I am one who tells the truth and exposes evil and seeks with Beauty
and for Beauty to set the world right. That somehow, somewhere
eternal and perfect Beauty sits above Truth and Right I can conceive,
but here and now and in the world in which I work they are for me
unseparated and inseparable.

W. E. B. Du Bois, “Criteria of Negro Art”1

Black Art is the aesthetic and spiritual sister of the Black Power
concept….One is concerned with the relationship between art and
politics; the other with the art of politics.

Larry Neal, “The Black Arts Movement”2

[W]hen we got together, it was always Marx, Lenin, and revolution …
real girls’ talk.

Jazz musician Nina Simone, on her conversations with writer Lorraine Hansberry3

1 Introduction
In the waning months of 1960, African American musician Louis Armstrong fielded political questions from reporters in Kenya.
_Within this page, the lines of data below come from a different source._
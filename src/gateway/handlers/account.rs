//! Account handlers (balance, user profile)

use std::sync::Arc;

use axum::extract::{Path, State, rejection::PathRejection};
use uuid::Uuid;

use super::super::state::AppState;
use super::super::types::{ApiError, ApiResult, BalanceResponse, ok};
use crate::account::User;

/// Get user balance
///
/// GET /api/v1/balance/{user_id}
#[utoipa::path(
    get,
    path = "/api/v1/balance/{user_id}",
    params(
        ("user_id" = Uuid, Path, description = "User id")
    ),
    responses(
        (status = 200, description = "Current balance", body = BalanceResponse, content_type = "application/json"),
        (status = 400, description = "Invalid user id"),
        (status = 404, description = "User not found")
    ),
    tag = "Account"
)]
pub async fn get_balance(
    State(state): State<Arc<AppState>>,
    user_id: Result<Path<Uuid>, PathRejection>,
) -> ApiResult<BalanceResponse> {
    let Path(user_id) = user_id.map_err(|_| ApiError::bad_request("Invalid user id"))?;

    let balance = state.users.get_balance(user_id).await?;
    ok(BalanceResponse { user_id, balance })
}

/// Get user profile
///
/// GET /api/v1/users/{user_id}
#[utoipa::path(
    get,
    path = "/api/v1/users/{user_id}",
    params(
        ("user_id" = Uuid, Path, description = "User id")
    ),
    responses(
        (status = 200, description = "User profile with balance", body = User, content_type = "application/json"),
        (status = 400, description = "Invalid user id"),
        (status = 404, description = "User not found")
    ),
    tag = "Account"
)]
pub async fn get_user(
    State(state): State<Arc<AppState>>,
    user_id: Result<Path<Uuid>, PathRejection>,
) -> ApiResult<User> {
    let Path(user_id) = user_id.map_err(|_| ApiError::bad_request("Invalid user id"))?;

    let user = state.users.get_by_id(user_id).await?;
    ok(user)
}
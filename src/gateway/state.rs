use std::sync::Arc;

use super::metrics::HttpMetrics;
use crate::account::{Database, UserService};
use crate::transfer::TransferService;

/// Gateway shared state
#[derive(Clone)]
pub struct AppState {
    /// Transfer acceptance and history
    pub transfers: Arc<TransferService>,
    /// Balance and profile lookups
    pub users: Arc<UserService>,
    /// PostgreSQL, pinged by the health check (None in memory mode)
    pub pg_db: Option<Arc<Database>>,
    /// Request counters served at `/metrics`
    pub metrics: Arc<HttpMetrics>,
}

impl AppState {
    pub fn new(
        transfers: Arc<TransferService>,
        users: Arc<UserService>,
        metrics: Arc<HttpMetrics>,
    ) -> Self {
        Self {
            transfers,
            users,
            pg_db: None,
            metrics,
        }
    }

    pub fn with_database(mut self, db: Arc<Database>) -> Self {
        self.pg_db = Some(db);
        self
    }
}
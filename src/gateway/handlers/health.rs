//! Health check handler

use std::sync::Arc;
use std::sync::atomic::{AtomicU64, Ordering};
use std::time::{SystemTime, UNIX_EPOCH};

use axum::{Json, extract::State, http::StatusCode};
use utoipa::ToSchema;

use super::super::state::AppState;
use super::super::types::{ApiResponse, error_codes};

/// Health check response data
#[derive(serde::Serialize, ToSchema)]
pub struct HealthResponse {
    /// Server timestamp in milliseconds
    #[schema(example = 1703494800000_u64)]
    pub timestamp_ms: u64,
    /// Build git hash
    #[schema(example = "a1b2c3d")]
    pub version: String,
}

/// Health check endpoint
///
/// Unhealthy when the settlement queue is closed. Pings PostgreSQL when one
/// is configured, at most once per interval. The response never exposes
/// dependency details.
///
/// - Healthy: 200 OK + {code: 0, data: {timestamp_ms, version}}
/// - Unhealthy: 503 Service Unavailable + {code: 5001, msg: "unavailable"}
#[utoipa::path(
    get,
    path = "/api/v1/health",
    responses(
        (status = 200, description = "Service healthy", body = HealthResponse, content_type = "application/json"),
        (status = 503, description = "Service unavailable")
    ),
    tag = "System"
)]
pub async fn health_check(
    State(state): State<Arc<AppState>>,
) -> (StatusCode, Json<ApiResponse<HealthResponse>>) {
    // Rate limit: only ping DB once per interval
    static LAST_CHECK_MS: AtomicU64 = AtomicU64::new(0);
    const CHECK_INTERVAL_MS: u64 = 5000;

    let now_ms = SystemTime::now()
        .duration_since(UNIX_EPOCH)
        .map(|d| d.as_millis() as u64)
        .unwrap_or(0);

    let settlement_up = state.transfers.settlement_available();
    if !settlement_up {
        tracing::warn!("Settlement queue closed");
    }

    let db_up = match state.pg_db {
        Some(ref db) => {
            let last_check = LAST_CHECK_MS.load(Ordering::Relaxed);
            if now_ms.saturating_sub(last_check) > CHECK_INTERVAL_MS {
                match db.health_check().await {
                    Ok(()) => {
                        LAST_CHECK_MS.store(now_ms, Ordering::Relaxed);
                        true
                    }
                    Err(e) => {
                        tracing::error!(error = %e, "PostgreSQL ping failed");
                        false
                    }
                }
            } else {
                true
            }
        }
        // Memory mode has nothing to ping
        None => true,
    };
    let healthy = settlement_up && db_up;

    if healthy {
        (
            StatusCode::OK,
            Json(ApiResponse::success(HealthResponse {
                timestamp_ms: now_ms,
                version: env!("GIT_HASH").to_string(),
            })),
        )
    } else {
        (
            StatusCode::SERVICE_UNAVAILABLE,
            Json(ApiResponse {
                code: error_codes::SERVICE_UNAVAILABLE,
                msg: "unavailable".to_string(),
                data: None,
            }),
        )
    }
}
Armstrong had come to the East African state during an eleven‐week tour of the continent, the last nine weeks of which were sponsored by the US Department of State.
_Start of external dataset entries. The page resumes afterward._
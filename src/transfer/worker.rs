//! Settlement Worker
//!
//! Single background consumer of the job queue. Jobs run one at a time,
//! system-wide: no two settlements ever touch balances concurrently, which is
//! what keeps balance updates race-free without row locks in stepwise mode.
//!
//! On start the worker first settles PENDING transactions left in the ledger
//! (jobs lost with a previous process), then drains the queue.

use std::collections::HashSet;
use std::future::Future;
use std::sync::Arc;
use std::time::Duration;
use tokio::sync::watch;
use tokio::task::JoinHandle;
use tracing::{debug, error, info, warn};

use super::db::Ledger;
use super::error::TransferError;
use super::queue::JobReceiver;
use super::settlement::AtomicSettlement;
use super::state::TransactionStatus;
use super::types::{SettlementJob, SettlementOutcome, TransactionId, validate_amount};
use crate::account::BalanceStore;
use crate::config::SettlementConfig;
use crate::db::StoreError;

/// Configuration for the settlement worker
#[derive(Debug, Clone)]
pub struct WorkerConfig {
    /// Upper bound for each store call; exceeding it fails the job
    pub step_timeout: Duration,
    /// PENDING transactions loaded per recovery page
    pub recovery_batch_size: usize,
}

impl Default for WorkerConfig {
    fn default() -> Self {
        Self {
            step_timeout: Duration::from_secs(5),
            recovery_batch_size: 100,
        }
    }
}

impl From<&SettlementConfig> for WorkerConfig {
    fn from(config: &SettlementConfig) -> Self {
        Self {
            step_timeout: config.step_timeout(),
            recovery_batch_size: config.recovery_batch_size.max(1),
        }
    }
}

pub struct SettlementWorker {
    balances: Arc<dyn BalanceStore>,
    ledger: Arc<dyn Ledger>,
    atomic: Option<Arc<dyn AtomicSettlement>>,
    config: WorkerConfig,
}

impl SettlementWorker {
    /// Stepwise worker: four balance calls then a status write
    pub fn new(
        balances: Arc<dyn BalanceStore>,
        ledger: Arc<dyn Ledger>,
        config: WorkerConfig,
    ) -> Self {
        Self {
            balances,
            ledger,
            atomic: None,
            config,
        }
    }

    /// Settle through a single all-or-nothing call instead of separate writes
    pub fn with_atomic(mut self, atomic: Arc<dyn AtomicSettlement>) -> Self {
        self.atomic = Some(atomic);
        self
    }

    pub fn is_atomic(&self) -> bool {
        self.atomic.is_some()
    }

    /// Start the worker on its own task
    pub fn spawn(self, jobs: JobReceiver) -> WorkerHandle {
        let (shutdown_tx, shutdown_rx) = watch::channel(false);
        let join = tokio::spawn(self.run(jobs, shutdown_rx));
        WorkerHandle {
            shutdown: shutdown_tx,
            join,
        }
    }

    /// Worker loop: recovery scan, then one job at a time until shutdown.
    ///
    /// Shutdown is only observed between jobs; a job in progress always
    /// runs to completion.
    pub async fn run(self, mut jobs: JobReceiver, mut shutdown: watch::Receiver<bool>) {
        info!(
            atomic = self.is_atomic(),
            step_timeout_ms = self.config.step_timeout.as_millis() as u64,
            "Starting settlement worker"
        );

        match self.recover_pending().await {
            Ok(0) => debug!("No pending transactions to recover"),
            Ok(count) => info!(count = count, "Recovered pending transactions"),
            Err(e) => error!(error = %e, "Recovery scan failed"),
        }

        loop {
            tokio::select! {
                biased;
                changed = shutdown.changed() => {
                    if changed.is_err() || *shutdown.borrow() {
                        break;
                    }
                }
                job = jobs.recv() => match job {
                    Some(job) => self.handle(job).await,
                    None => break,
                },
            }
        }

        jobs.close();
        info!(
            remaining = jobs.len(),
            "Settlement worker stopped, queued jobs stay PENDING until next start"
        );
    }

    /// Settle every PENDING transaction currently in the ledger, oldest first
    pub async fn recover_pending(&self) -> Result<usize, TransferError> {
        let mut seen: HashSet<TransactionId> = HashSet::new();
        let mut recovered = 0;

        loop {
            let batch = match tokio::time::timeout(
                self.config.step_timeout,
                self.ledger.find_pending(self.config.recovery_batch_size),
            )
            .await
            {
                Ok(Ok(batch)) => batch,
                Ok(Err(e)) => return Err(TransferError::Database(e.to_string())),
                Err(_) => return Err(TransferError::Timeout("find pending".to_string())),
            };

            // Transactions whose status write keeps failing come back; stop on them
            let fresh: Vec<_> = batch.into_iter().filter(|tx| seen.insert(tx.id)).collect();
            if fresh.is_empty() {
                break;
            }

            for tx in fresh {
                debug!(transaction_id = %tx.id, "Recovering pending transaction");
                self.handle(SettlementJob::from(&tx)).await;
                recovered += 1;
            }
        }

        Ok(recovered)
    }

    /// Run one job and log its outcome
    async fn handle(&self, job: SettlementJob) {
        if !self.should_process(&job).await {
            return;
        }

        match self.process_job(&job).await {
            Ok(SettlementOutcome::Settled) => {}
            Ok(SettlementOutcome::Rejected(reason)) => {
                warn!(
                    transaction_id = %job.transaction_id,
                    reason = %reason,
                    "Transfer marked FAILED"
                );
            }
            Err(TransferError::AlreadyFinalized) => {
                debug!(transaction_id = %job.transaction_id, "Transaction already finalized");
            }
            Err(e) => {
                error!(transaction_id = %job.transaction_id, error = %e, "Failed to process job");
            }
        }
    }

    /// Skip jobs whose transaction is gone or already terminal
    async fn should_process(&self, job: &SettlementJob) -> bool {
        let lookup = tokio::time::timeout(
            self.config.step_timeout,
            self.ledger.get_transaction(job.transaction_id),
        )
        .await;

        match lookup {
            Ok(Ok(Some(tx))) if tx.status.is_terminal() => {
                debug!(
                    transaction_id = %job.transaction_id,
                    status = %tx.status,
                    "Skipping job for finalized transaction"
                );
                false
            }
            Ok(Ok(Some(_))) => true,
            Ok(Ok(None)) => {
                warn!(transaction_id = %job.transaction_id, "Transaction not in ledger, dropping job");
                false
            }
            Ok(Err(e)) => {
                warn!(transaction_id = %job.transaction_id, error = %e, "Status pre-check failed");
                true
            }
            Err(_) => {
                warn!(transaction_id = %job.transaction_id, "Status pre-check timed out");
                true
            }
        }
    }

    /// Settle one job.
    ///
    /// `Ok` means the final status write went through, either SUCCESS
    /// ([`SettlementOutcome::Settled`]) or FAILED with the reason
    /// ([`SettlementOutcome::Rejected`]). `Err` means the status write itself
    /// failed; balance writes already made are not rolled back.
    pub async fn process_job(
        &self,
        job: &SettlementJob,
    ) -> Result<SettlementOutcome, TransferError> {
        // Unreachable through the acceptance path, checked again for replayed jobs
        if let Err(e) = validate_amount(job.amount) {
            error!(transaction_id = %job.transaction_id, amount = %job.amount, "Invalid settlement amount");
            return self.mark_failed(job, e).await;
        }
        if job.sender_id == job.receiver_id {
            error!(transaction_id = %job.transaction_id, "Sender and receiver are the same account");
            return self.mark_failed(job, TransferError::SameAccount).await;
        }

        match &self.atomic {
            Some(atomic) => self.settle_atomic(job, atomic.as_ref()).await,
            None => self.settle_stepwise(job).await,
        }
    }

    async fn settle_stepwise(
        &self,
        job: &SettlementJob,
    ) -> Result<SettlementOutcome, TransferError> {
        let sender_balance = match self
            .bounded(
                "read sender balance",
                self.balances.get_balance(job.sender_id),
                TransferError::BalanceRead,
            )
            .await
        {
            Ok(balance) => balance,
            Err(e) => {
                error!(transaction_id = %job.transaction_id, error = %e, "Failed to get sender balance");
                return self.mark_failed(job, e).await;
            }
        };

        if sender_balance < job.amount {
            warn!(
                transaction_id = %job.transaction_id,
                balance = %sender_balance,
                amount = %job.amount,
                "Insufficient funds"
            );
            return self.mark_failed(job, TransferError::InsufficientFunds).await;
        }

        let receiver_balance = match self
            .bounded(
                "read receiver balance",
                self.balances.get_balance(job.receiver_id),
                TransferError::BalanceRead,
            )
            .await
        {
            Ok(balance) => balance,
            Err(e) => {
                error!(transaction_id = %job.transaction_id, error = %e, "Failed to get receiver balance");
                return self.mark_failed(job, e).await;
            }
        };

        let (debited, credited) = match job.moved_balances(sender_balance, receiver_balance) {
            Ok(balances) => balances,
            Err(e) => {
                error!(transaction_id = %job.transaction_id, error = %e, "Balance out of range");
                return self.mark_failed(job, e).await;
            }
        };

        if let Err(e) = self
            .bounded(
                "debit sender",
                self.balances.update_balance(job.sender_id, debited),
                TransferError::BalanceWrite,
            )
            .await
        {
            error!(transaction_id = %job.transaction_id, error = %e, "Failed to update sender balance");
            return self.mark_failed(job, e).await;
        }

        if let Err(e) = self
            .bounded(
                "credit receiver",
                self.balances.update_balance(job.receiver_id, credited),
                TransferError::BalanceWrite,
            )
            .await
        {
            // Sender stays debited: the two writes are not one unit in stepwise mode
            error!(
                transaction_id = %job.transaction_id,
                sender_id = %job.sender_id,
                amount = %job.amount,
                error = %e,
                "Failed to update receiver balance after sender was debited"
            );
            return self.mark_failed(job, e).await;
        }

        if let Err(e) = self
            .write_status(job.transaction_id, TransactionStatus::Success)
            .await
        {
            error!(transaction_id = %job.transaction_id, error = %e, "Failed to update transaction status");
            return Err(e);
        }

        info!(transaction_id = %job.transaction_id, amount = %job.amount, "Transfer completed");
        Ok(SettlementOutcome::Settled)
    }

    async fn settle_atomic(
        &self,
        job: &SettlementJob,
        atomic: &dyn AtomicSettlement,
    ) -> Result<SettlementOutcome, TransferError> {
        match tokio::time::timeout(self.config.step_timeout, atomic.settle(job)).await {
            Ok(Ok(())) => {
                info!(transaction_id = %job.transaction_id, amount = %job.amount, "Transfer completed");
                Ok(SettlementOutcome::Settled)
            }
            Ok(Err(TransferError::AlreadyFinalized)) => Err(TransferError::AlreadyFinalized),
            Ok(Err(e)) => {
                warn!(transaction_id = %job.transaction_id, error = %e, "Atomic settlement rejected");
                self.mark_failed(job, e).await
            }
            Err(_) => {
                error!(transaction_id = %job.transaction_id, "Atomic settlement timed out");
                self.mark_failed(job, TransferError::Timeout("atomic settlement".to_string()))
                    .await
            }
        }
    }

    /// Record FAILED; the reason is kept in the outcome and the logs
    async fn mark_failed(
        &self,
        job: &SettlementJob,
        reason: TransferError,
    ) -> Result<SettlementOutcome, TransferError> {
        match self
            .write_status(job.transaction_id, TransactionStatus::Failed)
            .await
        {
            Ok(()) => Ok(SettlementOutcome::Rejected(reason)),
            Err(e) => {
                error!(
                    transaction_id = %job.transaction_id,
                    reason = %reason,
                    error = %e,
                    "Failed to mark transaction FAILED"
                );
                Err(e)
            }
        }
    }

    async fn write_status(
        &self,
        tx_id: TransactionId,
        status: TransactionStatus,
    ) -> Result<(), TransferError> {
        match tokio::time::timeout(
            self.config.step_timeout,
            self.ledger.update_transaction_status(tx_id, status),
        )
        .await
        {
            Ok(Ok(())) => Ok(()),
            Ok(Err(StoreError::Conflict(_))) => Err(TransferError::AlreadyFinalized),
            Ok(Err(e)) => Err(TransferError::StatusUpdate(e.to_string())),
            Err(_) => Err(TransferError::StatusUpdate(format!(
                "timed out after {:?}",
                self.config.step_timeout
            ))),
        }
    }

    /// Run a store call under the step timeout
    async fn bounded<T, F>(
        &self,
        step: &str,
        fut: F,
        on_error: fn(String) -> TransferError,
    ) -> Result<T, TransferError>
    where
        F: Future<Output = Result<T, StoreError>>,
    {
        match tokio::time::timeout(self.config.step_timeout, fut).await {
            Ok(Ok(value)) => Ok(value),
            Ok(Err(e)) => Err(on_error(e.to_string())),
            Err(_) => Err(TransferError::Timeout(step.to_string())),
        }
    }
}

/// Running worker task
pub struct WorkerHandle {
    shutdown: watch::Sender<bool>,
    join: JoinHandle<()>,
}

impl WorkerHandle {
    /// Signal shutdown, let the current job finish, wait for the task
    pub async fn stop(self) {
        // Err only if the worker already exited
        let _ = self.shutdown.send(true);
        if let Err(e) = self.join.await {
            error!(error = %e, "Settlement worker task failed");
        }
    }

    pub fn is_finished(&self) -> bool {
        self.join.is_finished()
    }
}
(Pepsi‐Cola sponsored the first two weeks, a fact that we will return to later in this book.) The government‐sponsored portion of the trip took him to Nairobi, where reporters were keen to have the legendary musician share his political views. This journalistic desire was understandable:
Armstrong, an African‐descended artist who had achieved worldwide fame, had arrived in Africa at an eventful moment in the history of anti‐racist and anti-colonial politics. The US civil rights movement was in full swing and making news around the world. At the same time, the transitions of African
decolonization were underway, with Morocco, Tunisia, Libya, Sudan, and Ghana having gained their formal independence by 1957, and with sixteen other states following by the end of 1960.4 And these developments had come with their share of violence and controversy, particularly in what had
been the Belgian Congo, in French‐dominated Algeria, and in the Jim Crow US South.